Work request: Beneath this task are records; print exactly the stretch of them from the line with "check is due" through the line with "match timeout(grace, &mut", both ends included.

Materials provided:
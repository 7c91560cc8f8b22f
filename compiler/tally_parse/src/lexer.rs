//! Tokenizer built on logos.

use logos::Logos;
use tally_ir::Span;

use crate::ParseError;

#[derive(Logos, Debug, Clone, PartialEq)]
#[logos(skip r"[ \t\r]+")]
pub(crate) enum Token {
    #[regex(r"//[^\n]*", logos::skip)]
    #[token("\n")]
    Newline,
    #[token(";")]
    Semicolon,

    #[token("(")]
    LParen,
    #[token(")")]
    RParen,
    #[token("{")]
    LBrace,
    #[token("}")]
    RBrace,
    #[token(",")]
    Comma,
    #[token("=")]
    Eq,

    #[token("+")]
    Plus,
    #[token("-")]
    Minus,
    #[token("*")]
    Star,
    #[token("/")]
    Slash,
    #[token("%")]
    Percent,
    #[token("^")]
    Caret,

    #[regex(r"[0-9]+", |lex| lex.slice().parse::<i64>().ok())]
    Long(i64),

    #[regex(r"[0-9]*\.[0-9]+", |lex| lex.slice().parse::<f64>().ok())]
    Double(f64),

    #[regex(r"'[^'\n]*'", unquote)]
    #[regex(r#""[^"\n]*""#, unquote)]
    Str(String),

    #[regex(r"\$[A-Za-z_][A-Za-z0-9_]*", sigil_name)]
    Variable(String),

    #[regex(r"@[A-Za-z_][A-Za-z0-9_]*", sigil_name)]
    Property(String),

    #[regex(r"#[A-Za-z_][A-Za-z0-9_]*", sigil_name)]
    RollRef(String),

    /// A function name or a dice word starting with a letter (`d20`).
    #[regex(r"[A-Za-z_][A-Za-z0-9_]*(\.[A-Za-z_][A-Za-z0-9_]*)*", |lex| lex.slice().to_string())]
    Ident(String),

    /// A dice word starting with a count (`2d6`, `4dF`).
    #[regex(r"[0-9]+[A-Za-z][A-Za-z0-9]*", |lex| lex.slice().to_string())]
    DiceWord(String),
}

fn unquote(lex: &logos::Lexer<'_, Token>) -> String {
    let slice = lex.slice();
    slice[1..slice.len() - 1].to_string()
}

fn sigil_name(lex: &logos::Lexer<'_, Token>) -> String {
    lex.slice()[1..].to_string()
}

impl Token {
    /// Short description for error messages.
    pub(crate) fn describe(&self) -> String {
        match self {
            Token::Newline => "end of line".to_string(),
            Token::Long(n) => format!("number {n}"),
            Token::Double(d) => format!("number {d}"),
            Token::Str(s) => format!("string {s:?}"),
            Token::Variable(name) => format!("${name}"),
            Token::Property(name) => format!("@{name}"),
            Token::RollRef(name) => format!("#{name}"),
            Token::Ident(word) | Token::DiceWord(word) => format!("`{word}`"),
            Token::Semicolon => "`;`".to_string(),
            Token::LParen => "`(`".to_string(),
            Token::RParen => "`)`".to_string(),
            Token::LBrace => "`{`".to_string(),
            Token::RBrace => "`}`".to_string(),
            Token::Comma => "`,`".to_string(),
            Token::Eq => "`=`".to_string(),
            Token::Plus => "`+`".to_string(),
            Token::Minus => "`-`".to_string(),
            Token::Star => "`*`".to_string(),
            Token::Slash => "`/`".to_string(),
            Token::Percent => "`%`".to_string(),
            Token::Caret => "`^`".to_string(),
        }
    }
}

/// Split `source` into tokens with their spans.
pub(crate) fn tokenize(source: &str) -> Result<Vec<(Token, Span)>, ParseError> {
    if u32::try_from(source.len()).is_err() {
        return Err(ParseError::SourceTooLong);
    }

    let mut tokens = Vec::new();
    let mut logos = Token::lexer(source);
    while let Some(token_result) = logos.next() {
        let span = Span::try_from_range(logos.span()).ok_or(ParseError::SourceTooLong)?;
        let slice = logos.slice();

        match token_result {
            Ok(token) => tokens.push((token, span)),
            Err(()) => return Err(lex_error(source, slice, span)),
        }
    }
    Ok(tokens)
}

#[cold]
fn lex_error(source: &str, slice: &str, span: Span) -> ParseError {
    if slice.starts_with('\'') || slice.starts_with('"') {
        return ParseError::UnterminatedString { span };
    }
    if !slice.is_empty() && slice.bytes().all(|b| b.is_ascii_digit() || b == b'.') {
        return ParseError::NumberOutOfRange {
            text: slice.to_string(),
            span,
        };
    }
    let text = source[span.to_range()]
        .chars()
        .next()
        .map(String::from)
        .unwrap_or_default();
    ParseError::UnexpectedCharacter { text, span }
}
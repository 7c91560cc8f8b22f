//! Tally Value - the dynamically-typed value model.
//!
//! # Architecture
//!
//! - `DataValue` / `ValueKind`: the closed value union and its factories
//! - coercion views (`as_long`, `as_double`, `as_string`, `as_list`,
//!   `as_dictionary`, `as_result`)
//! - `evaluate_binary` / `evaluate_unary`: enum-dispatched arithmetic
//! - `DataType`: variant tags used by function signatures
//! - `EvalError` / `EvalResult`: the error type shared by every Tally crate

mod data_type;
pub mod errors;
mod operators;
mod unary_operators;
mod value;

pub use data_type::DataType;
pub use errors::{ErrorCategory, EvalError, EvalErrorKind, EvalNote, EvalResult};
pub use operators::{evaluate_binary, MAX_STRING_LEN};
pub use unary_operators::evaluate_unary;
pub use value::{DataValue, Dictionary, Heap, RollResult, ValueKind};

#[cfg(test)]
mod tests;
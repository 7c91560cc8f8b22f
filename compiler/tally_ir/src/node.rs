//! Evaluator tree.
//!
//! A script is a root `Sequence` node plus the roll declarations its `Roll`
//! nodes refer to. Every node variant is evaluated by the evaluator's single
//! exhaustive match; there is no open node hierarchy.

use crate::{BinaryOp, RollDeclaration, Span, UnaryOp};

/// Literal payloads.
#[derive(Clone, Debug, PartialEq)]
pub enum Literal {
    Long(i64),
    Double(f64),
    String(String),
}

/// The namespace an assignment writes into.
#[derive(Clone, Debug, Eq, PartialEq)]
pub enum AssignTarget {
    /// `$name = ...`
    Variable(String),
    /// `@name = ...`
    Property(String),
    /// `#name = ...`
    Roll(String),
}

/// Evaluator node.
#[derive(Clone, Debug, PartialEq)]
pub enum Node {
    /// Ordered statements; evaluates to a `List` of their results.
    Sequence(Vec<Node>),
    Literal {
        value: Literal,
        span: Span,
    },
    /// `$name`
    Variable {
        name: String,
        span: Span,
    },
    /// `@name`
    Property {
        name: String,
        span: Span,
    },
    /// A roll declared in the script's roll table; rolled when evaluated.
    Roll {
        name: String,
        span: Span,
    },
    /// `#name`: reads a recorded roll result.
    RollRef {
        name: String,
        span: Span,
    },
    Assign {
        target: AssignTarget,
        value: Box<Node>,
        span: Span,
    },
    Unary {
        op: UnaryOp,
        operand: Box<Node>,
        span: Span,
    },
    Binary {
        op: BinaryOp,
        left: Box<Node>,
        right: Box<Node>,
        span: Span,
    },
    /// `name(args)`; names may be dotted (`list.create`).
    Call {
        name: String,
        args: Vec<Node>,
        span: Span,
    },
}

impl Node {
    /// Source span of this node. A sequence spans its first to last child.
    pub fn span(&self) -> Span {
        match self {
            Node::Sequence(children) => match (children.first(), children.last()) {
                (Some(first), Some(last)) => first.span().merge(last.span()),
                _ => Span::DUMMY,
            },
            Node::Literal { span, .. }
            | Node::Variable { span, .. }
            | Node::Property { span, .. }
            | Node::Roll { span, .. }
            | Node::RollRef { span, .. }
            | Node::Assign { span, .. }
            | Node::Unary { span, .. }
            | Node::Binary { span, .. }
            | Node::Call { span, .. } => *span,
        }
    }
}

/// A parsed script fragment.
#[derive(Clone, Debug, PartialEq)]
pub struct Script {
    root: Node,
    rolls: Vec<RollDeclaration>,
}

impl Script {
    /// Wrap top-level statements into the root sequence.
    pub fn new(statements: Vec<Node>, rolls: Vec<RollDeclaration>) -> Self {
        Script {
            root: Node::Sequence(statements),
            rolls,
        }
    }

    /// The root `Sequence` node.
    pub fn root(&self) -> &Node {
        &self.root
    }

    pub fn rolls(&self) -> &[RollDeclaration] {
        &self.rolls
    }

    pub fn statement_count(&self) -> usize {
        match &self.root {
            Node::Sequence(children) => children.len(),
            _ => 1,
        }
    }
}
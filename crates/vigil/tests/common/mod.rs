//! Shared probe stubs for the integration tests.

#![allow(dead_code)]

use std::sync::Arc;
use std::sync::atomic::{AtomicUsize, Ordering};
use std::time::Duration;

use anyhow::anyhow;
use vigil::{Probe, ProbeReport, ServiceDescriptor, ServiceId, ServiceKind};

pub fn descriptor(
    id: &str,
    kind: ServiceKind,
    interval: Duration,
    timeout: Duration,
    probe: Arc<dyn Probe>,
) -> ServiceDescriptor {
    ServiceDescriptor::new(ServiceId::from(id), kind, interval, timeout, probe)
}

pub struct AlwaysHealthy {
    pub latency_ms: f64,
}

#[async_trait::async_trait]
impl Probe for AlwaysHealthy {
    async fn probe(&self, _descriptor: &ServiceDescriptor) -> anyhow::Result<ProbeReport> {
        Ok(ProbeReport::healthy(self.latency_ms))
    }
}

pub struct AlwaysFailing;

#[async_trait::async_trait]
impl Probe for AlwaysFailing {
    async fn probe(&self, _descriptor: &ServiceDescriptor) -> anyhow::Result<ProbeReport> {
        Err(anyhow!("connection refused"))
    }
}

/// Never completes; only the executor's bounded wait ends it.
pub struct NeverReturns;

#[async_trait::async_trait]
impl Probe for NeverReturns {
    async fn probe(&self, _descriptor: &ServiceDescriptor) -> anyhow::Result<ProbeReport> {
        std::future::pending().await
    }
}

/// Tracks how many checks run at once and how many completed in total.
#[derive(Default)]
pub struct Gauge {
    active: AtomicUsize,
    max_active: AtomicUsize,
    runs: AtomicUsize,
}

impl Gauge {
    pub fn max_active(&self) -> usize {
        self.max_active.load(Ordering::SeqCst)
    }

    pub fn runs(&self) -> usize {
        self.runs.load(Ordering::SeqCst)
    }
}

/// Healthy probe that takes a fixed amount of time, instrumented through a
/// shared [`Gauge`].
pub struct SlowHealthy {
    pub delay: Duration,
    pub gauge: Arc<Gauge>,
}

#[async_trait::async_trait]
impl Probe for SlowHealthy {
    async fn probe(&self, _descriptor: &ServiceDescriptor) -> anyhow::Result<ProbeReport> {
        let active = self.gauge.active.fetch_add(1, Ordering::SeqCst) + 1;
        self.gauge.max_active.fetch_max(active, Ordering::SeqCst);

        tokio::time::sleep(self.delay).await;

        self.gauge.active.fetch_sub(1, Ordering::SeqCst);
        self.gauge.runs.fetch_add(1, Ordering::SeqCst);
        Ok(ProbeReport::healthy(self.delay.as_secs_f64() * 1000.0))
    }
}
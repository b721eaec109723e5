use std::time::Instant;

use anyhow::{Result, anyhow};
use tracing::debug;
use url::Url;

use crate::types::ServiceDescriptor;

/// Outcome reported by a probe that completed on its own.
#[derive(Debug, Clone)]
pub struct ProbeReport {
    /// Whether the probe judged the service healthy
    pub healthy: bool,

    /// Latency measured by the probe, in milliseconds
    pub latency_ms: f64,

    /// Optional explanation for an unhealthy report
    pub detail: Option<String>,
}

impl ProbeReport {
    pub fn healthy(latency_ms: f64) -> Self {
        Self { healthy: true, latency_ms, detail: None }
    }

    pub fn unhealthy(latency_ms: f64, detail: impl Into<String>) -> Self {
        Self { healthy: false, latency_ms, detail: Some(detail.into()) }
    }
}

/// The check capability a monitored service is registered with.
///
/// A probe either completes with a [`ProbeReport`] (healthy or not) or
/// signals failure by returning an error; the executor maps both, plus its
/// own timeout, into a uniform result. Implementations must not assume they
/// run to completion: a probe that exceeds the descriptor timeout is
/// dropped mid-flight.
#[async_trait::async_trait]
pub trait Probe: Send + Sync {
    async fn probe(&self, descriptor: &ServiceDescriptor) -> Result<ProbeReport>;
}

/// HTTP/HTTPS probe
///
/// Reports healthy for 2xx/3xx responses, unhealthy (with the status code)
/// for other responses, and signals failure when the request itself fails.
pub struct HttpProbe {
    client: reqwest::Client,
    url: Url,
}

impl HttpProbe {
    pub fn new(url: &str) -> Result<Self> {
        let url = Url::parse(url).map_err(|e| anyhow!("invalid probe URL: {}", e))?;

        match url.scheme() {
            "http" | "https" => {}
            other => return Err(anyhow!("unsupported URL scheme: {}", other)),
        }

        Ok(Self { client: reqwest::Client::new(), url })
    }
}

#[async_trait::async_trait]
impl Probe for HttpProbe {
    async fn probe(&self, descriptor: &ServiceDescriptor) -> Result<ProbeReport> {
        let start = Instant::now();

        let response = self
            .client
            .get(self.url.clone())
            .send()
            .await
            .map_err(|e| anyhow!("HTTP request failed: {}", e))?;

        let latency_ms = elapsed_ms(start);
        let status = response.status();
        debug!(service = %descriptor.id, status = status.as_u16(), "HTTP probe completed");

        if status.is_success() || status.is_redirection() {
            Ok(ProbeReport::healthy(latency_ms))
        } else {
            Ok(ProbeReport::unhealthy(latency_ms, format!("HTTP status {}", status.as_u16())))
        }
    }
}

/// TCP connect probe
pub struct TcpProbe {
    addr: String,
}

impl TcpProbe {
    pub fn new(addr: impl Into<String>) -> Self {
        Self { addr: addr.into() }
    }
}

#[async_trait::async_trait]
impl Probe for TcpProbe {
    async fn probe(&self, descriptor: &ServiceDescriptor) -> Result<ProbeReport> {
        let start = Instant::now();

        tokio::net::TcpStream::connect(&self.addr)
            .await
            .map_err(|e| anyhow!("TCP connection failed: {}", e))?;

        let latency_ms = elapsed_ms(start);
        debug!(service = %descriptor.id, addr = %self.addr, "TCP probe completed");

        Ok(ProbeReport::healthy(latency_ms))
    }
}

fn elapsed_ms(start: Instant) -> f64 {
    start.elapsed().as_secs_f64() * 1000.0
}
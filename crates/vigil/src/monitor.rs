use std::sync::Arc;
use std::time::Duration;

use tokio::sync::{Mutex, watch};
use tokio::task::JoinHandle;
use tokio::time::timeout;
use tracing::{info, warn};

use crate::error::{MonitorError, RegisterError};
use crate::executor::CheckExecutor;
use crate::registry::ServiceRegistry;
use crate::scheduler::DutyCycle;
use crate::store::StatusStore;
use crate::types::{ServiceDescriptor, ServiceId, ServiceStatus};

const DEFAULT_SCAN_INTERVAL: Duration = Duration::from_millis(25);

/// Composes registry, scheduler, executor and status store into a single
/// engine with a start/stop lifecycle and a query API.
///
/// Queries are always served from the status store, including while the
/// monitor is stopped; the last known state persists.
pub struct HealthMonitor {
    registry: Arc<ServiceRegistry>,
    store: Arc<StatusStore>,
    executor: Arc<CheckExecutor>,
    scan_interval: Duration,
    cycle: Mutex<Option<RunningCycle>>,
}

struct RunningCycle {
    shutdown_tx: watch::Sender<bool>,
    handle: JoinHandle<()>,
}

impl HealthMonitor {
    pub fn new() -> Self {
        Self::with_scan_interval(DEFAULT_SCAN_INTERVAL)
    }

    /// Create a monitor with a custom duty-cycle scan interval.
    ///
    /// The scan interval is the granularity at which Due services are
    /// noticed; it must be non-zero.
    pub fn with_scan_interval(scan_interval: Duration) -> Self {
        assert!(!scan_interval.is_zero(), "scan interval must be non-zero");

        let store = Arc::new(StatusStore::new());
        Self {
            registry: Arc::new(ServiceRegistry::new(store.clone())),
            store,
            executor: Arc::new(CheckExecutor::new()),
            scan_interval,
            cycle: Mutex::new(None),
        }
    }

    /// Register a service for monitoring; its first check is due
    /// immediately. A duplicate id replaces the prior registration.
    pub async fn register(&self, descriptor: ServiceDescriptor) -> Result<(), RegisterError> {
        self.registry.register(descriptor).await
    }

    /// Remove a service and its status. No-op when the id is absent; an
    /// in-flight check for it completes but its result is discarded.
    pub async fn deregister(&self, id: &ServiceId) {
        self.registry.deregister(id).await
    }

    /// Start the scheduler duty cycle with the given concurrency cap.
    pub async fn start(&self, max_concurrency: usize) -> Result<(), MonitorError> {
        if max_concurrency == 0 {
            return Err(MonitorError::InvalidConcurrency);
        }

        let mut cycle = self.cycle.lock().await;
        if let Some(running) = cycle.as_ref() {
            if !running.handle.is_finished() {
                return Err(MonitorError::AlreadyRunning);
            }
        }

        let (shutdown_tx, shutdown_rx) = watch::channel(false);
        let duty_cycle = DutyCycle {
            registry: self.registry.clone(),
            executor: self.executor.clone(),
            scan_interval: self.scan_interval,
            max_concurrency,
        };
        let handle = tokio::spawn(duty_cycle.run(shutdown_rx));

        *cycle = Some(RunningCycle { shutdown_tx, handle });
        info!(max_concurrency, "health monitor started");
        Ok(())
    }

    /// Request cancellation and wait for the duty cycle to quiesce.
    ///
    /// No new checks are dispatched after this is called; in-flight checks
    /// finish within their own timeouts. If the grace timeout expires first
    /// the duty cycle is aborted and whatever is still in flight is
    /// abandoned. Never fails; a no-op when the monitor is not running.
    pub async fn stop(&self, grace: Duration) {
        let Some(running) = self.cycle.lock().await.take() else {
            return;
        };

        let _ = running.shutdown_tx.send(true);
        let mut handle = running.handle;

        match timeout(grace, &mut handle).await {
            Ok(Ok(())) => info!("health monitor stopped"),
            Ok(Err(e)) => warn!(error = %e, "duty cycle task failed during shutdown"),
            Err(_) => {
                warn!(
                    grace_ms = grace.as_millis() as u64,
                    "grace timeout expired, abandoning in-flight checks"
                );
                handle.abort();
            }
        }
    }

    /// Current status of one service; `None` when the id is not registered.
    pub async fn status(&self, id: &ServiceId) -> Option<ServiceStatus> {
        self.store.get(id).await.map(|status| (*status).clone())
    }

    /// Statuses of all registered services, ordered by id.
    pub async fn all_statuses(&self) -> Vec<ServiceStatus> {
        self.store.snapshot().await.into_iter().map(|status| (*status).clone()).collect()
    }

    pub async fn is_running(&self) -> bool {
        self.cycle.lock().await.as_ref().is_some_and(|cycle| !cycle.handle.is_finished())
    }
}

impl Default for HealthMonitor {
    fn default() -> Self {
        Self::new()
    }
}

Answer to the problem:
    /// Register a service for monitoring; its first check is due
    /// immediately. A duplicate id replaces the prior registration.
    pub async fn register(&self, descriptor: ServiceDescriptor) -> Result<(), RegisterError> {
        self.registry.register(descriptor).await
    }

    /// Remove a service and its status. No-op when the id is absent; an
    /// in-flight check for it completes but its result is discarded.
    pub async fn deregister(&self, id: &ServiceId) {
        self.registry.deregister(id).await
    }

    /// Start the scheduler duty cycle with the given concurrency cap.
    pub async fn start(&self, max_concurrency: usize) -> Result<(), MonitorError> {
        if max_concurrency == 0 {
            return Err(MonitorError::InvalidConcurrency);
        }

        let mut cycle = self.cycle.lock().await;
        if let Some(running) = cycle.as_ref() {
            if !running.handle.is_finished() {
                return Err(MonitorError::AlreadyRunning);
            }
        }

        let (shutdown_tx, shutdown_rx) = watch::channel(false);
        let duty_cycle = DutyCycle {
            registry: self.registry.clone(),
            executor: self.executor.clone(),
            scan_interval: self.scan_interval,
            max_concurrency,
        };
        let handle = tokio::spawn(duty_cycle.run(shutdown_rx));

        *cycle = Some(RunningCycle { shutdown_tx, handle });
        info!(max_concurrency, "health monitor started");
        Ok(())
    }

    /// Request cancellation and wait for the duty cycle to quiesce.
    ///
    /// No new checks are dispatched after this is called; in-flight checks
    /// finish within their own timeouts. If the grace timeout expires first
    /// the duty cycle is aborted and whatever is still in flight is
    /// abandoned. Never fails; a no-op when the monitor is not running.
    pub async fn stop(&self, grace: Duration) {
        let Some(running) = self.cycle.lock().await.take() else {
            return;
        };

        let _ = running.shutdown_tx.send(true);
        let mut handle = running.handle;

        match timeout(grace, &mut handle).await {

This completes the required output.